Federal Minister of Transportation
- In office 2003–2007
- Preceded by: Ojo Maduekwe
- Succeeded by: Diezani Allison-Madueke

Personal details
- Born: 1958 (age 67–68) Okrika, Rivers State, Nigeria
- Party: People's Democratic Party (PDP)

= Precious Sekibo =

Dr. Abiye Samuel Precious Sekibo is a Nigerian doctor and politician who was Federal Minister of Transportation in the cabinet of President Olusegun Obasanjo, appointed in April 2003.

==Background==

Abiye Sekibo was born in 1958 in Okrika, Rivers State. He attended the famous Okrika Grammar School, Okrika and read Medicine at the Lagos University Teaching Hospital. He was a House Officer at the University of Port Harcourt Teaching Hospital and underwent the compulsory one National Youth Service Corp at Ede. He was Doctor-In-Charge of St. Michael’s Clinic in Port-Harcourt (1986–1999).
He was a director representing the Rivers State Government on the board of the West African Glass Industry Plc. He established the PreciousLife Medical Centre in Port Harcourt and Abuja. He was appointed a Special Assistant to the Governor of Rivers State, and served as Secretary to the Rivers State Government (1999–2003).

He was nominated and screened by the Senate of Federal Republic of Nigeria, and appointed Minister of Transport in July 2003.

==Minister of Transportation==

In August 2003, Sekibo said the Federal Government was considering a scheme to support local shipping in the oil and gas industry.
In September that year he spoke out against corruption in the ports, saying the Federal government was committed to stamping out the problem.
Sekibo said the planned port reform would increase private sector involvement in port operation, and that government had no business being in business.
He claimed that the government was not going to privatise the ports. However, the government would make private operators responsible for terminal operations, and for terminal buildings and equipment.

In June 2005, a train carrying 390,000 litres of gasoline to the north derailed in the Bodija Ojurin areas of Ibadan. Three of the tankers emptied their contents, and residents were forced to evacuate. Sekibo supported the Nigerian Railway Corporation (NRC) chief Abdulrahman Abubakar, who said the people were not entitle to compensation since they had been squatting on railway land.

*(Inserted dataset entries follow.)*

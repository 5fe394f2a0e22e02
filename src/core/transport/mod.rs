//! Byte transports feeding the protocol codecs
//!
//! A transport is one duplex byte stream with serial line parameters:
//! either a live port or a deterministic replay of a recorded stream.
//! All reads are bounded by an absolute deadline so that a sequence of
//! smaller reads assembling one frame shares a single overall timeout.

mod replay;
mod serial;

pub use replay::ReplayTransport;
pub use serial::{list_ports, SerialTransport};

use serde::{Deserialize, Serialize};
use std::fmt;
use std::time::Instant;
use thiserror::Error;

/// Serial line parity
#[derive(Debug, Clone, Copy, PartialEq, Eq, Hash, Default, Serialize, Deserialize)]
pub enum Parity {
    /// No parity
    #[default]
    None,
    /// Odd parity
    Odd,
    /// Even parity
    Even,
}

impl fmt::Display for Parity {
    fn fmt(&self, f: &mut fmt::Formatter<'_>) -> fmt::Result {
        match self {
            Self::None => write!(f, "N"),
            Self::Odd => write!(f, "O"),
            Self::Even => write!(f, "E"),
        }
    }
}

/// Serial line parameters: baud rate, byte size, parity, stop bits
///
/// A value type compared by equality; both ends of the link must agree on
/// it exactly before any frame can be read.
#[derive(Debug, Clone, Copy, PartialEq, Eq, Hash, Serialize, Deserialize)]
pub struct LineParams {
    /// Baud rate
    pub baud: u32,
    /// Data bits (5, 6, 7, 8)
    pub data_bits: u8,
    /// Parity
    pub parity: Parity,
    /// Stop bits (1, 2)
    pub stop_bits: u8,
}

impl LineParams {
    /// Create line parameters with the common 8N1 framing
    pub fn new(baud: u32) -> Self {
        Self {
            baud,
            data_bits: 8,
            parity: Parity::None,
            stop_bits: 1,
        }
    }

    /// Set data bits
    #[must_use]
    pub fn data_bits(mut self, bits: u8) -> Self {
        self.data_bits = bits;
        self
    }

    /// Set parity
    #[must_use]
    pub fn parity(mut self, parity: Parity) -> Self {
        self.parity = parity;
        self
    }

    /// Set stop bits
    #[must_use]
    pub fn stop_bits(mut self, bits: u8) -> Self {
        self.stop_bits = bits;
        self
    }
}

impl Default for LineParams {
    fn default() -> Self {
        Self::new(4800)
    }
}

impl fmt::Display for LineParams {
    fn fmt(&self, f: &mut fmt::Formatter<'_>) -> fmt::Result {
        write!(
            f,
            "{} baud ({}{}{})",
            self.baud, self.data_bits, self.parity, self.stop_bits
        )
    }
}

/// Transport error types
#[derive(Error, Debug)]
pub enum TransportError {
    /// The deadline elapsed before the requested bytes arrived
    #[error("read timed out")]
    TimedOut,

    /// A replay source ran out of recorded bytes
    #[error("end of recorded stream")]
    EndOfStream,

    /// Port not found
    #[error("port not found: {0}")]
    PortNotFound(String),

    /// Permission denied opening the port
    #[error("permission denied: {0}")]
    PermissionDenied(String),

    /// Opening or reopening the line failed
    #[error("connection failed: {0}")]
    ConnectionFailed(String),

    /// The underlying line is closed
    #[error("not connected")]
    NotConnected,

    /// I/O error
    #[error("I/O error: {0}")]
    Io(#[from] std::io::Error),
}

impl TransportError {
    /// True for the "nothing arrived in time" case, which is always safe
    /// to retry with a fresh deadline.
    pub fn is_timeout(&self) -> bool {
        matches!(self, Self::TimedOut)
    }
}

/// A duplex byte stream with serial line parameters and deadline-bounded reads
///
/// Implementations keep an internal lookahead buffer so that `read_until`
/// can carry a partial delimiter match across underlying reads without
/// consuming bytes a later call would need. `flush_input` clears that
/// buffer along with the device input queue; stale bytes from an abandoned
/// parse attempt would otherwise desynchronize the next one.
pub trait Transport {
    /// Read exactly `count` bytes, or fail with `TimedOut` once `deadline`
    /// passes.
    fn read_exact(&mut self, count: usize, deadline: Instant) -> Result<Vec<u8>, TransportError>;

    /// Read until `delimiter` appears in the stream, or fail with `TimedOut`
    /// once `deadline` passes.
    ///
    /// Returns everything read up to and including the delimiter; bytes
    /// before the match are part of the returned value, bytes after it stay
    /// buffered for the next read.
    fn read_until(&mut self, delimiter: &[u8], deadline: Instant)
        -> Result<Vec<u8>, TransportError>;

    /// Write all of `data` to the line.
    fn write_all(&mut self, data: &[u8]) -> Result<(), TransportError>;

    /// Flush buffered output to the device.
    fn flush(&mut self) -> Result<(), TransportError>;

    /// Discard unread input, including the internal lookahead buffer.
    fn flush_input(&mut self) -> Result<(), TransportError>;

    /// Apply new line parameters. On real hardware this closes and reopens
    /// the underlying line; the new parameters only take effect then.
    fn reconfigure(&mut self, params: LineParams) -> Result<(), TransportError>;

    /// Current line parameters.
    fn line_params(&self) -> LineParams;

    /// Arrival time of the most recently read bytes, in seconds from the
    /// transport's epoch. Recorded sources return the recorded timestamp,
    /// so timing-based consumers behave identically under replay.
    fn last_arrival(&self) -> Option<f64>;

    /// Human-readable description for logs.
    fn connection_info(&self) -> String;
}

/// First index of `needle` within `haystack`, if any.
pub(crate) fn find_subsequence(haystack: &[u8], needle: &[u8]) -> Option<usize> {
    if needle.is_empty() || haystack.len() < needle.len() {
        return None;
    }
    haystack.windows(needle.len()).position(|w| w == needle)
}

In September 2005, Sekibo said that the government had approved in principle setting up a special authority to manage a 25-year railway development plan. It would administer a N396 billion fund to improve the ailing railway system, two-thirds of which would be provided by the Chinese government as a "grant loan". The new authority would encourage private sector participation under the Public-Private-Partnership (PPP) drive of the Ministry.

==Later career==

In June 2008, Abiye Precious Sekibo appeared in Federal High Court to argue that Rivers State governor Rotimi Amaechi had not been legally elected, despite a Supreme Court judgement in his favor of 25 October 2007.